▶ **PROBLEM DESCRIPTION**
Give the number of lines in the listing that hold the word "conversions". Write nothing but that number.

▶ **SOURCE DATA**

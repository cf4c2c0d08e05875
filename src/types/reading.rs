//! Column layout of a sensor reading table and conversions between the
//! tabular form (Polars `DataFrame`) and per-row records handed to consumers.

use log::warn;
use polars::prelude::*;
use serde::{Deserialize, Serialize};
use std::io::Cursor;

pub const COL_TIMESTAMP: &str = "Timestamp";
pub const COL_VALUE: &str = "Value";
pub const COL_UNITS: &str = "Units";
pub const COL_SUSPECT: &str = "Flagged as Suspect Reading";
pub const COL_SENSOR_NAME: &str = "Sensor Name";
pub const COL_LATITUDE: &str = "Sensor Centroid Latitude";
pub const COL_LONGITUDE: &str = "Sensor Centroid Longitude";

/// Columns every table coming from the aggregation service must carry.
pub const REQUIRED_COLUMNS: [&str; 7] = [
    COL_TIMESTAMP,
    COL_VALUE,
    COL_UNITS,
    COL_SUSPECT,
    COL_SENSOR_NAME,
    COL_LATITUDE,
    COL_LONGITUDE,
];

/// Textual layout of the `Timestamp` column, both on the wire and in snapshots.
pub const TIMESTAMP_FORMAT: &str = "%Y-%m-%d %H:%M:%S";

/// One sensor observation as handed to consumers.
///
/// Field names serialize to the same headers the aggregation service uses, so a
/// `Vec<ReadingRecord>` renders as the familiar "records" JSON shape. Every field
/// except the timestamp is optional: downsampled buckets may carry a mean without
/// the per-sensor side columns.
#[derive(Debug, Clone, PartialEq, Serialize, Deserialize)]
pub struct ReadingRecord {
    #[serde(rename = "Timestamp")]
    pub timestamp: String,
    #[serde(rename = "Value")]
    pub value: Option<f64>,
    #[serde(rename = "Units")]
    pub units: Option<String>,
    #[serde(rename = "Flagged as Suspect Reading")]
    pub flagged_as_suspect: Option<bool>,
    #[serde(rename = "Sensor Name")]
    pub sensor_name: Option<String>,
    #[serde(rename = "Sensor Centroid Latitude")]
    pub latitude: Option<f64>,
    #[serde(rename = "Sensor Centroid Longitude")]
    pub longitude: Option<f64>,
}

/// Parses a CSV body (header row required) into a reading table.
///
/// `Value` is normalised to `Float64` and a textual `Timestamp` is parsed into a
/// naive millisecond `Datetime`, so frames coming from the remote service, from a
/// snapshot or from a test fixture all share one schema.
pub fn parse_readings(body: &[u8]) -> PolarsResult<DataFrame> {
    let df = csv_read_options()
        .into_reader_with_file_handle(Cursor::new(body.to_vec()))
        .finish()?;
    normalize_readings(df)
}

/// CSV options shared by remote bodies and snapshot files.
pub(crate) fn csv_read_options() -> CsvReadOptions {
    CsvReadOptions::default()
        .with_has_header(true)
        .with_parse_options(CsvParseOptions::default().with_try_parse_dates(true))
}

/// Names of the [`REQUIRED_COLUMNS`] absent from `df`, in declaration order.
pub(crate) fn missing_columns(df: &DataFrame) -> Vec<String> {
    let schema = df.schema();
    REQUIRED_COLUMNS
        .iter()
        .copied()
        .filter(|name| !schema.contains(name))
        .map(|name| name.to_string())
        .collect()
}

/// Brings `Value` and `Timestamp` to their canonical dtypes.
pub(crate) fn normalize_readings(df: DataFrame) -> PolarsResult<DataFrame> {
    let schema = df.schema();
    let mut casts = Vec::new();

    if let Some(dtype) = schema.get(COL_VALUE) {
        if dtype != &DataType::Float64 {
            casts.push(col(COL_VALUE).cast(DataType::Float64));
        }
    }

    match schema.get(COL_TIMESTAMP) {
        Some(DataType::String) => casts.push(col(COL_TIMESTAMP).str().strptime(
            DataType::Datetime(TimeUnit::Milliseconds, None),
            StrptimeOptions {
                format: Some(TIMESTAMP_FORMAT.into()),
                strict: false,
                ..Default::default()
            },
            lit("raise"),
        )),
        Some(DataType::Datetime(TimeUnit::Milliseconds, None)) | None => {}
        Some(_) => casts.push(
            col(COL_TIMESTAMP).cast(DataType::Datetime(TimeUnit::Milliseconds, None)),
        ),
    }

    if casts.is_empty() {
        return Ok(df);
    }
    let nulls_before = timestamp_nulls(&df);
    let normalized = df.lazy().with_columns(casts).collect()?;

    let nulls_after = timestamp_nulls(&normalized);
    if nulls_after > nulls_before {
        warn!(
            "{} of {} timestamps did not match '{}' and were set to null",
            nulls_after - nulls_before,
            normalized.height(),
            TIMESTAMP_FORMAT
        );
    }
    Ok(normalized)
}

fn timestamp_nulls(df: &DataFrame) -> usize {
    df.column(COL_TIMESTAMP).map_or(0, |c| c.null_count())
}

/// Converts a reading table into consumer records, one per row.
///
/// Missing side columns simply produce `None` fields.
pub fn records_from_frame(df: &DataFrame) -> PolarsResult<Vec<ReadingRecord>> {
    let schema = df.schema();
    let mut conversions = Vec::new();
    if schema.contains(COL_TIMESTAMP) {
        conversions.push(col(COL_TIMESTAMP).dt().to_string(TIMESTAMP_FORMAT));
    }
    for name in [COL_VALUE, COL_LATITUDE, COL_LONGITUDE] {
        if schema.contains(name) {
            conversions.push(col(name).cast(DataType::Float64));
        }
    }
    let formatted = df.clone().lazy().with_columns(conversions).collect()?;

    let floats = |name: &str| formatted.column(name).ok().and_then(|c| c.f64().ok());
    let strings = |name: &str| formatted.column(name).ok().and_then(|c| c.str().ok());

    let timestamps = strings(COL_TIMESTAMP);
    let values = floats(COL_VALUE);
    let units = strings(COL_UNITS);
    let suspect = formatted.column(COL_SUSPECT).ok();
    let names = strings(COL_SENSOR_NAME);
    let lats = floats(COL_LATITUDE);
    let lons = floats(COL_LONGITUDE);

    let records = (0..formatted.height())
        .map(|idx| ReadingRecord {
            timestamp: timestamps
                .and_then(|ca| ca.get(idx))
                .map(str::to_string)
                .unwrap_or_default(),
            value: values.and_then(|ca| ca.get(idx)),
            units: units.and_then(|ca| ca.get(idx)).map(str::to_string),
            flagged_as_suspect: suspect.and_then(|c| get_opt_bool(c, idx)),
            sensor_name: names.and_then(|ca| ca.get(idx)).map(str::to_string),
            latitude: lats.and_then(|ca| ca.get(idx)),
            longitude: lons.and_then(|ca| ca.get(idx)),
        })
        .collect();
    Ok(records)
}

fn get_opt_str(column: &Column, idx: usize) -> Option<String> {
    column
        .str()
        .ok()
        .and_then(|ca| ca.get(idx))
        .map(str::to_string)
}

/// Suspect flags arrive either as booleans or as "True"/"False" text.
fn get_opt_bool(column: &Column, idx: usize) -> Option<bool> {
    column
        .bool()
        .ok()
        .and_then(|ca| ca.get(idx))
        .or_else(|| {
            get_opt_str(column, idx).and_then(|s| match s.to_ascii_lowercase().as_str() {
                "true" => Some(true),
                "false" => Some(false),
                _ => None,
            })
        })
}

▶ **YOUR RESPONSE**
5